Regarding: Genetic Engineering Technology and Certified Organic Livestock
Production and Processing Standards
This memorandum is a summary of facts and precedents pertaining to the use of
genetically modified organisms (GMOs) in organic food and fiber production.
1. In October, 1996, in Indianapolis, Indiana, the USDA National Organic
Standards Board ruled that the use of GMOs in organic production and
processing is prohibited. The GMO technological process and its products were
defined as " synthetic". The US Organic Foods Production Act calls for a
prohibition on synthetics unless they have been reviewed according to the
criteria in the Act. The petition to include GMOs was appropriately made and
recognized by the NOSB, who then rendered their unanimous decision to prohibit
.
2. Thereafter, state agencies in the US and private certification agencies in
the US and internationally moved to prohibit the use of GMOS if they had not
already done so.
3. The original list of proposed materials, substances and life forms that are
defined as genetically and or transgenetically modified has been expanded to
include a large number of such items that were formerlly considered "naturals"

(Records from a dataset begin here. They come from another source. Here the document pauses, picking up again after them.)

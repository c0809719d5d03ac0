//! CLI argument parsing with clap

use clap::{Parser, Subcommand, ValueEnum};
use std::path::PathBuf;

/// Item store service with file storage, background tasks and chat
#[derive(Parser, Debug)]
#[command(name = "quarry-rs")]
#[command(about = "Item store service with file storage, background tasks and chat")]
#[command(long_about = "
quarry-rs serves a paginated, filterable item store over HTTP, backed by
PostgreSQL or an in-memory map, alongside file uploads, a background task
queue and a WebSocket chat.

EXAMPLES:
    # Start the server with the layered configuration in ./config
    quarry-rs serve

    # Bind to all interfaces without a database
    quarry-rs serve --host 0.0.0.0 --port 8080 --backend memory

    # Validate the configuration and exit
    quarry-rs --config /etc/quarry/production.toml serve --dry-run

    # Apply, preview or roll back migrations
    quarry-rs migrate
    quarry-rs migrate --dry-run
    quarry-rs migrate --rollback 2

    # Inspect and manage items in the configured store
    quarry-rs info
    quarry-rs seed-db --count 25
    quarry-rs list-items --limit 5
    quarry-rs count-items
    quarry-rs clear-items --yes
")]
#[command(version = crate::clap_long_version())]
pub struct Cli {
    #[command(subcommand)]
    pub command: Option<Commands>,

    /// Single TOML configuration file, replacing the layered `config/` directory
    #[arg(short, long, value_name = "FILE", value_parser = super::validation::validate_config_file_path)]
    pub config: Option<PathBuf>,

    /// Environment overlay to load (`config/{env}.toml`)
    #[arg(short, long, value_enum)]
    pub env: Option<Environment>,

    /// Log at debug level
    #[arg(short, long)]
    pub verbose: bool,

    /// Log errors only
    #[arg(short, long, conflicts_with = "verbose")]
    pub quiet: bool,
}

#[derive(Subcommand, Debug)]
pub enum Commands {
    /// Start the web server (default)
    Serve {
        /// Host address to bind to
        #[arg(long, value_name = "ADDRESS", value_parser = super::validation::validate_host_address)]
        host: Option<String>,

        /// Port number to listen on
        #[arg(short, long, value_name = "PORT", value_parser = super::validation::validate_port)]
        port: Option<u16>,

        /// Log level override; wins over --verbose/--quiet
        #[arg(long, value_enum)]
        log_level: Option<LogLevel>,

        /// Item store backend override
        #[arg(long, value_enum)]
        backend: Option<Backend>,

        /// Validate configuration and exit
        #[arg(long)]
        dry_run: bool,
    },
    /// Database migration operations
    Migrate {
        /// List pending migrations without applying them
        #[arg(long, conflicts_with = "rollback")]
        dry_run: bool,

        /// Revert the last STEPS applied migrations (1-100)
        #[arg(long, value_name = "STEPS", conflicts_with = "dry_run", value_parser = super::validation::validate_rollback_steps)]
        rollback: Option<u32>,
    },
    /// Show application and configuration details
    Info,
    /// Insert sample items
    SeedDb {
        /// Number of items to create (1-10000)
        #[arg(long, default_value_t = 10, value_parser = clap::value_parser!(u32).range(1..=10_000))]
        count: u32,
    },
    /// Print the first items, oldest first
    ListItems {
        /// Maximum number of items to show (1-100)
        #[arg(long, default_value_t = 10, value_parser = clap::value_parser!(u32).range(1..=100))]
        limit: u32,
    },
    /// Print how many items are stored
    CountItems,
    /// Delete every item
    ClearItems {
        /// Skip the confirmation prompt
        #[arg(short, long)]
        yes: bool,
    },
}

#[derive(ValueEnum, Clone, Copy, Debug, PartialEq, Eq)]
pub enum Environment {
    #[value(name = "development", alias = "dev")]
    Development,
    #[value(name = "test")]
    Test,
    #[value(name = "staging", alias = "stage")]
    Staging,
    #[value(name = "production", alias = "prod")]
    Production,
}

#[derive(ValueEnum, Clone, Copy, Debug, PartialEq, Eq)]
pub enum LogLevel {
    #[value(name = "error")]
    Error,
    #[value(name = "warn", alias = "warning")]
    Warn,
    #[value(name = "info")]
    Info,
    #[value(name = "debug")]
    Debug,
    #[value(name = "trace")]
    Trace,
}

#[derive(ValueEnum, Clone, Copy, Debug, PartialEq, Eq)]
pub enum Backend {
    Postgres,
    Memory,
}

impl Cli {
    /// Checks clap cannot express on its own
    pub fn validate(&self) -> Result<(), String> {
        if let Some(Commands::Serve {
            host: Some(host),
            port: Some(port),
            ..
        }) = &self.command
            && host == "0.0.0.0"
            && *port < 1024
        {
            return Err(
                "Binding to 0.0.0.0 on a privileged port (< 1024) typically requires root privileges"
                    .to_string(),
            );
        }

        Ok(())
    }
}

impl LogLevel {
    pub fn as_str(&self) -> &'static str {
        match self {
            LogLevel::Error => "error",
            LogLevel::Warn => "warn",
            LogLevel::Info => "info",
            LogLevel::Debug => "debug",
            LogLevel::Trace => "trace",
        }
    }
}

impl From<Environment> for crate::config::Environment {
    fn from(env: Environment) -> Self {
        match env {
            Environment::Development => crate::config::Environment::Development,
            Environment::Test => crate::config::Environment::Test,
            Environment::Staging => crate::config::Environment::Staging,
            Environment::Production => crate::config::Environment::Production,
        }
    }
}

impl From<Backend> for crate::config::StoreBackend {
    fn from(backend: Backend) -> Self {
        match backend {
            Backend::Postgres => crate::config::StoreBackend::Postgres,
            Backend::Memory => crate::config::StoreBackend::Memory,
        }
    }
}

according to the Act. They now include, but are not limited to, GMO plant
species such as glyphos resistant soybeans, Bt corn and cotton, GMO livestock
including aquatics, livestock feeds that contain GMO ingredients, such as GMO
cotton seed meal, soybean meal, alfalfa hay, corn and their byproducts when
used as feed supplements and vitamins. They include microbial soil amendments
and enhancers, legume inoculants, sugars, GMO rennets for cheese production
and cultures used in yogurt and other dairy products. The organic standard now
provides that any material or derivation can not have been sourced from GMO
raw products, been altered by genetic engineering or have come in contact with
them during processing.
4. Authoritative health and environmental reseach has not been conducted
appropriately to determine the negative affects on the environment and human
and livestock health by GMO products even though they are planted on millions
of acres and are now found abundantly in conventional food and livestock
feeds. Within the past two years, growing scientific evidence indicates that,
at the very least, a field production moratorium be imposed and require point-
of-purchase labeling for consumers, included on the ingredient panel. Much
anecdotal field observation from farmers also indicates that the claimed
production benefits and negligible affects on the environment are not entirely
valid.
5. Among the many substantiated findings in the field and analytical
laboratories are the following: that unintended mortality from non-target
insect species has been observed in GMO potato production, that laboratory
animals that ingested GMO agricultural products were biologically injured,
that "genetic drift" has been identified in GMO rape seed and corn production,
that cotton production has been severely affected leading to litigation by
farmers in many US states against the manufacturer and supplier of the seed
for the cotton. That because of the use of Bacilus thuringiensis-modified
cotton and corn varieties, rapid Bt resistance to European cornborer and
cotton bollworm is now suspected, that glyphos-resistant weed species are now
identified in those growing areas of the US midwest where the glyphos-
resistant soybean crops have been planted for a number of years.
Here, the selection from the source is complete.